Final answer:
The specific heat capacity of the metal, when dropped into water and reaching thermal equilibrium, is calculated using the conservation of energy. After equating the heat lost by the metal to the heat gained by the water and solving the equation, it is found to be approximately 0.469 J/g°C.
Step-by-step explanation:
To find the specific heat capacity of the metal, we can use the principle of conservation of energy, which states that the heat lost by the metal will be equal to the heat gained by the water. We set the heat lost by the metal equal to the heat gained by the water and solve for the specific heat capacity of the metal (Cp_metal).
The equation for the heat lost or gained is Q = mcΔT, where m is mass, c is specific heat capacity, and ΔT is the change in temperature. Since the system reaches thermal equilibrium, we have:
- Heat lost by metal: Q_metal = (mass_metal)(Cp_metal)(change in temp_metal)

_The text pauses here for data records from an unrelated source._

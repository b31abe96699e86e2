//! Typing indicators with automatic expiry.
//!
//! A user is "typing" in a conversation until they report they stopped or
//! until `expiry` passes without further activity. `TypingTracker` holds the
//! deadlines; `TypingMonitor` drives them with one tokio timer per
//! (conversation, user), re-armed on every activity, and publishes
//! `TypingIndicator { is_typing: false }` when a timer fires.

use std::collections::HashMap;
use std::sync::{Arc, Mutex, MutexGuard};
use std::time::Duration;

use tokio::task::JoinHandle;
use tokio::time::Instant;
use uuid::Uuid;

use super::events::{ChangeEvent, EventBus};

/// (conversation_id, user_id)
pub type TypingKey = (Uuid, Uuid);

/// Per-key typing deadlines.
#[derive(Debug)]
pub struct TypingTracker {
    expiry: Duration,
    deadlines: HashMap<TypingKey, Instant>,
}

impl TypingTracker {
    pub fn new(expiry: Duration) -> Self {
        Self {
            expiry,
            deadlines: HashMap::new(),
        }
    }

    /// Record activity at `now`, pushing the deadline out. Returns `true`
    /// if the user was not already typing.
    pub fn touch(&mut self, key: TypingKey, now: Instant) -> bool {
        self.deadlines.insert(key, now + self.expiry).is_none()
    }

    /// Explicit stop. Returns `true` if the user was typing.
    pub fn clear(&mut self, key: &TypingKey) -> bool {
        self.deadlines.remove(key).is_some()
    }

    pub fn is_typing(&self, key: &TypingKey) -> bool {
        self.deadlines.contains_key(key)
    }

    /// Remove and return every key whose deadline is at or before `now`.
    pub fn expire_due(&mut self, now: Instant) -> Vec<TypingKey> {
        let due: Vec<TypingKey> = self
            .deadlines
            .iter()
            .filter(|(_, deadline)| **deadline <= now)
            .map(|(key, _)| *key)
            .collect();
        for key in &due {
            self.deadlines.remove(key);
        }
        due
    }
}

struct MonitorState {
    tracker: TypingTracker,
    timers: HashMap<TypingKey, (u64, JoinHandle<()>)>,
    generation: u64,
}

struct MonitorShared {
    bus: EventBus,
    expiry: Duration,
    state: Mutex<MonitorState>,
}

impl MonitorShared {
    fn state(&self) -> MutexGuard<'_, MonitorState> {
        self.state.lock().unwrap_or_else(|e| e.into_inner())
    }

    fn publish(&self, (conversation_id, user_id): TypingKey, is_typing: bool) {
        self.bus.publish(ChangeEvent::TypingIndicator {
            conversation_id,
            user_id,
            is_typing,
        });
    }

    /// Timer callback. Stale timers (superseded by later activity) do nothing.
    fn fire(&self, key: TypingKey, generation: u64) {
        let expired = {
            let mut state = self.state();
            match state.timers.get(&key) {
                Some((current, _)) if *current == generation => {
                    state.timers.remove(&key);
                }
                _ => return,
            }
            state.tracker.expire_due(Instant::now())
        };
        for key in expired {
            tracing::debug!(conversation_id = %key.0, user_id = %key.1, "Typing indicator expired");
            self.publish(key, false);
        }
    }
}

/// Async driver for typing indicators. Cheap to clone.
#[derive(Clone)]
pub struct TypingMonitor {
    shared: Arc<MonitorShared>,
}

impl TypingMonitor {
    pub fn new(bus: EventBus, expiry: Duration) -> Self {
        Self {
            shared: Arc::new(MonitorShared {
                bus,
                expiry,
                state: Mutex::new(MonitorState {
                    tracker: TypingTracker::new(expiry),
                    timers: HashMap::new(),
                    generation: 0,
                }),
            }),
        }
    }

    /// Typing activity. Publishes `is_typing: true` when the user starts and
    /// (re)arms the expiry timer. Must be called inside a tokio runtime.
    pub fn activity(&self, conversation_id: Uuid, user_id: Uuid) {
        let key = (conversation_id, user_id);
        let started = {
            let mut state = self.shared.state();
            let started = state.tracker.touch(key, Instant::now());
            state.generation += 1;
            let generation = state.generation;

            let shared = Arc::clone(&self.shared);
            let expiry = self.shared.expiry;
            let handle = tokio::spawn(async move {
                tokio::time::sleep(expiry).await;
                shared.fire(key, generation);
            });
            if let Some((_, previous)) = state.timers.insert(key, (generation, handle)) {
                previous.abort();
            }
            started
        };
        if started {
            self.shared.publish(key, true);
        }
    }

    /// Explicit stop. Publishes `is_typing: false` if the user was typing.
    pub fn stop(&self, conversation_id: Uuid, user_id: Uuid) {
        let key = (conversation_id, user_id);
        let was_typing = {
            let mut state = self.shared.state();
            if let Some((_, handle)) = state.timers.remove(&key) {
                handle.abort();
            }
            state.tracker.clear(&key)
        };
        if was_typing {
            self.shared.publish(key, false);
        }
    }

    pub fn is_typing(&self, conversation_id: Uuid, user_id: Uuid) -> bool {
        self.shared.state().tracker.is_typing(&(conversation_id, user_id))
    }

    /// Cancel every timer without publishing.
    pub fn shutdown(&self) {
        let mut state = self.shared.state();
        for (_, (_, handle)) in state.timers.drain() {
            handle.abort();
        }
        state.tracker = TypingTracker::new(self.shared.expiry);
    }
}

- Heat gained by water: Q_water = (mass_water)(Cp_water)(change in temp_water)
Q_metal = -Q_water (the negative sign indicates heat lost by metal and gained by water)
(55.0 g)(Cp_metal)(99.8 °C - 23.1 °C) = -(225.0 g)(4.184 J/g°C)(23.1 °C - 21.0 °C)
Now solve for Cp_metal:
Cp_metal = -(225.0 g)(4.184 J/g°C)(2.1 °C) / (55.0 g)(76.7 °C)
Cp_metal = -1981.8 J / 4218.5 g°C
Cp_metal ≈ 0.469 J/g°C
The specific heat capacity of the metal is approximately 0.469 J/g°C.